Ten years ago, I was among those congratulating Palaniappan Chidambaram on presenting a dream budget. Here’s what I wrote in 1997.
“Chidambaram’s budget has vision. Most budgets make niggling tax changes to meet the limited challenges of the coming year. But Mr Chidambaram is thinking way beyond next year. He has a vision of India’s place in Asia, and indeed in the world community. He has not simply cut taxes to win cheap popularity or appease vested interests. He aims to align India’s income and corporate taxes with those of the miracle economics of South-East Asia. While cutting customs duties, he has said he aims to get these down to ASEAN levels by the year 2000. The message is clear. India is finally bidding to become a fully paid up member of the Asian economic miracle.
“ Critics say Mr Chidambaram has pandered to the wealthy by cutting their taxes. This is the old malaise of looking piecemeal at individual parts of the budget instead of its overall vision. If India can replicate the ASEAN experience even very approximately, its poor will benefit enormously. ASEAN countries with low tax rates have reduced poverty for more dramatically than socialist India. Indira Gandhi’s garibi hatao phase raised income tax to 97.75 per cent, yet the poverty ratio did not go down at all. She, as well as ASEAN countries, proved that high taxes have no connection with reducing poverty.”
I added that the best evidence of the success of the new vision was that Indians, who used to take money out of the country through hawala, were now sending that money back in a flood. Remittances from abroad had become bigger than exports of gems and jewellery. So, “vision has become India’s biggest export.”
Ten years on, it is time to look back and reassess the dream budget.

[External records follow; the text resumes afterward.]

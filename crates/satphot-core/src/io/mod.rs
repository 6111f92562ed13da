//! Photometry file parsing.
//!
//! Every dialect is parsed into a [`RawTable`], which turns into one
//! [`LightCurveDraft`](crate::lightcurve::LightCurveDraft) per band.

mod dialect;
pub mod export;
mod file;
mod header;
pub mod single_band;
mod table;
pub mod two_band;

pub use dialect::Dialect;
pub use file::{decode, PhotometryFile};
pub use header::{parse_time_of_day, parse_timestamp, Header};
pub use table::{reconstruct_timestamps, BandColumns, RawTable};

use crate::error::ParseError;

/// Detect the dialect of an upload and parse it completely.
pub fn parse_photometry(bytes: &[u8], filename: &str) -> Result<RawTable, ParseError> {
    let text = decode(bytes)?;
    Dialect::detect(filename, text)?.parse(text)
}
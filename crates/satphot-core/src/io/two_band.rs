//! Legacy two-band dialect (`.phc`): simultaneous B and V photometry.
//!
//! ```text
//! 2025-01-30 17:19:41.000000        <- start
//! 2025-01-30 17:26:25.000000        <- end
//! COSPAR ID = 2022-002A
//! NORAD ID = 51511
//! NAME = STARLINK-3259
//! dt = 0.100
//! Time  impB impV fonB fonV mB mV Az El Rg
//! 17:19:41.000 ...                  <- data, 10 columns
//! ```

use crate::error::ParseError;

use super::header::{parse_timestamp, value_after_equals, Header, HeaderFields};
use super::table::{data_rows, BandColumns, RawTable};

/// Header lines before the data table.
pub const HEADER_LINES: usize = 7;

/// Band letters in column order.
pub const BANDS: [&str; 2] = ["B", "V"];

const COL_TIME: usize = 0;
const COL_IMPULSE: [usize; 2] = [1, 2];
const COL_MAG: [usize; 2] = [5, 6];
const COL_AZ: usize = 7;
const COL_EL: usize = 8;
const COL_RANGE: usize = 9;
const COLUMNS: usize = 10;

pub fn parse_header(text: &str) -> Result<Header, ParseError> {
    let mut lines = text.lines();
    let (Some(start), Some(end)) = (lines.next(), lines.next()) else {
        return Err(ParseError::TruncatedHeader {
            expected: 2,
            found: text.lines().count(),
        });
    };
    let start_time = parse_timestamp(start)?;
    let end_time = parse_timestamp(end)?;

    let mut fields = HeaderFields::default();
    for line in lines {
        let Some(value) = value_after_equals(line) else {
            continue;
        };
        if line.starts_with("COSPAR ID") {
            fields.cospar = Some(value.to_string());
        } else if line.starts_with("NORAD ID") {
            fields.set_norad(value)?;
        } else if line.starts_with("NAME") {
            fields.name = Some(value.to_string());
        } else if line.starts_with("dt") {
            fields.set_dt(value)?;
        }
    }
    fields.finish(start_time, end_time, None)
}

pub fn parse_table(text: &str, header: Header) -> Result<RawTable, ParseError> {
    let rows = data_rows(text, HEADER_LINES)?;
    let n = rows.len();

    let mut time_of_day = Vec::with_capacity(n);
    let mut impulse = [Vec::with_capacity(n), Vec::with_capacity(n)];
    let mut magnitude = [Vec::with_capacity(n), Vec::with_capacity(n)];
    let mut azimuth = Vec::with_capacity(n);
    let mut elevation = Vec::with_capacity(n);
    let mut range = Vec::with_capacity(n);

    for row in &rows {
        row.require(COLUMNS)?;
        time_of_day.push(row.time(COL_TIME)?);
        for b in 0..BANDS.len() {
            impulse[b].push(row.number(COL_IMPULSE[b])?);
            magnitude[b].push(row.number(COL_MAG[b])?);
        }
        azimuth.push(row.number(COL_AZ)?);
        elevation.push(row.number(COL_EL)?);
        range.push(row.number(COL_RANGE)?);
    }

    let bands = BANDS
        .iter()
        .zip(impulse.into_iter().zip(magnitude))
        .map(|(band, (flux, magnitude))| BandColumns {
            band: band.to_string(),
            flux,
            flux_error: None,
            magnitude,
            magnitude_error: None,
        })
        .collect();

    Ok(RawTable {
        header,
        time_of_day,
        bands,
        azimuth,
        elevation,
        range,
    })
}
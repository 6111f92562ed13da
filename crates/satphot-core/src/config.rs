use serde::{Deserialize, Serialize};

use crate::consts::{
    FALSE_ALARM_PROBABILITY, FAP_NYQUIST_FACTOR, FINE_SAMPLING_THRESHOLD_SECS,
    HIGH_FREQUENCY_CEILING_HZ, MIN_PERIOD_SAMPLES, PDM_BAND_FACTOR, PDM_BINS,
    PDM_FREQUENCY_STEP_HZ, ROLLOVER_TOLERANCE_HOURS, SAMPLES_PER_PEAK, SEED_RELATIVE_BOUND,
};

/// Tunables for ingestion and period analysis, loadable from TOML.
#[derive(Clone, Debug, Default, PartialEq, Serialize, Deserialize)]
pub struct AnalysisConfig {
    #[serde(default)]
    pub ingest: IngestConfig,
    #[serde(default)]
    pub lomb_scargle: LombScargleConfig,
    #[serde(default)]
    pub pdm: PdmConfig,
}

#[derive(Clone, Debug, PartialEq, Serialize, Deserialize)]
#[serde(default)]
pub struct IngestConfig {
    /// Rows this many hours before the first row are moved to the next day.
    pub rollover_tolerance_hours: f64,
}

impl Default for IngestConfig {
    fn default() -> Self {
        Self {
            rollover_tolerance_hours: ROLLOVER_TOLERANCE_HOURS,
        }
    }
}

#[derive(Clone, Debug, PartialEq, Serialize, Deserialize)]
#[serde(default)]
pub struct LombScargleConfig {
    /// Curves with fewer samples are reported as insufficient data.
    pub min_samples: usize,
    /// Frequency grid points per expected peak width.
    pub samples_per_peak: usize,
    /// Significance a peak must reach (default 0.01%).
    pub false_alarm_probability: f64,
    /// Upper frequency bound (Hz) for finely sampled curves.
    pub high_frequency_ceiling_hz: f64,
    /// Sample intervals below this (seconds) use the ceiling above.
    pub fine_sampling_threshold_secs: f64,
    /// Nyquist factor of the range the false-alarm level accounts for.
    pub fap_nyquist_factor: f64,
    /// Relative half-width of the band searched around a period hint.
    pub seed_relative_bound: f64,
}

impl Default for LombScargleConfig {
    fn default() -> Self {
        Self {
            min_samples: MIN_PERIOD_SAMPLES,
            samples_per_peak: SAMPLES_PER_PEAK,
            false_alarm_probability: FALSE_ALARM_PROBABILITY,
            high_frequency_ceiling_hz: HIGH_FREQUENCY_CEILING_HZ,
            fine_sampling_threshold_secs: FINE_SAMPLING_THRESHOLD_SECS,
            fap_nyquist_factor: FAP_NYQUIST_FACTOR,
            seed_relative_bound: SEED_RELATIVE_BOUND,
        }
    }
}

#[derive(Clone, Debug, PartialEq, Serialize, Deserialize)]
#[serde(default)]
pub struct PdmConfig {
    /// Search [1 / (factor * P), factor / P] around the candidate period.
    pub band_factor: f64,
    /// Frequency step of the trial grid (Hz).
    pub frequency_step_hz: f64,
    /// Number of phase bins.
    pub bins: usize,
}

impl Default for PdmConfig {
    fn default() -> Self {
        Self {
            band_factor: PDM_BAND_FACTOR,
            frequency_step_hz: PDM_FREQUENCY_STEP_HZ,
            bins: PDM_BINS,
        }
    }
}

Remember that in 1997, the future of economic reform was unclear. The Congress Party, which initiated the 1991 reforms, had been thrashed in the 1996 election. The new United Front government included parties that had sworn to reverse the reforms if they came to power. Waiting in the wings to form future governments was the BJP, which swore by its own swadeshi economic agenda. So, overall political conditions were not favourable for reform when Chidambaram came out with his 1997 budget.
But his vision—of India going the ASEAN way and joining the Asian economic miracle—was so compelling that it was adopted by all successive governments in the next 10 years. That is the true measure of the power of that vision. It overcame ideological hurdles, the travails of the Asian financial crisis, and changes of government.
Ten years later, the vision stands fulfilled in larger measure than optimists could have hoped for at the time. India’s peak import duty is down from 50% before the 1997 budget to 12.5% today, and should touch the ASEAN level of 8% in the coming budget. India’s GDP growth has accelerated to the old ASEAN level of 7-9 %. And, despite continuing labour policy hurdles, India’s merchandise exports are growing at a compound rate of over 20% per year. India has become a fully paid-up member of the Asian economic miracle.
Indeed, it has gone beyond that. Unlike ASEAN, India has become a world power in service exports, notably computer software and business process outsourcing. Everybody now talks of Chindia—China and India– leading the Asian economic race.
However, shortcomings remain. The 1997 budget brought the peak income tax rate down to 30%, almost on par with ASEAN countries. Since then ASEAN income tax rates have fallen to around 25% while India’s has risen to 33.6% including surcharge and education cess.
But infinitely worse has been India’s shortfalls in social development. India’s literacy rate today is around 65%. But it is over 95% in Singapore, Thailand, Malaysia and the Philippines, and 92% even in Indonesia, the poorest ASEAN country. The infant mortality rate in India is 60 per thousand, against 32 in Indonesia, 28 in the Philippines and 24 in Thailand.
I wrote back in 1997, “These countries have not reduced poverty simply by cutting taxes or attracting foreign capital. They have done infinitely more than socialist India in education and health, and attained far higher agricultural growth rates in their take-off stage. Mr Chidambaram has raised allocations for social spending, but this matters little. Primary education, primary health, rural development and agriculture are all state subjects. And most state governments today are bankrupt and unable to provide decent sums for these vital areas. Corruption and inefficiency mean that little of the allotted money reaches the poor. In these circumstances, India cannot become an Asian tiger.”
I was wrong. India has become an Asian tiger despite poor social development and governance. Yet I am immensely disappointed that what was true in 1997—rising budget allocations but pathetic social outcomes—remains true today. So, on the 10th anniversary of the dream budget, we can give Chidambaram at most two cheers, but not three.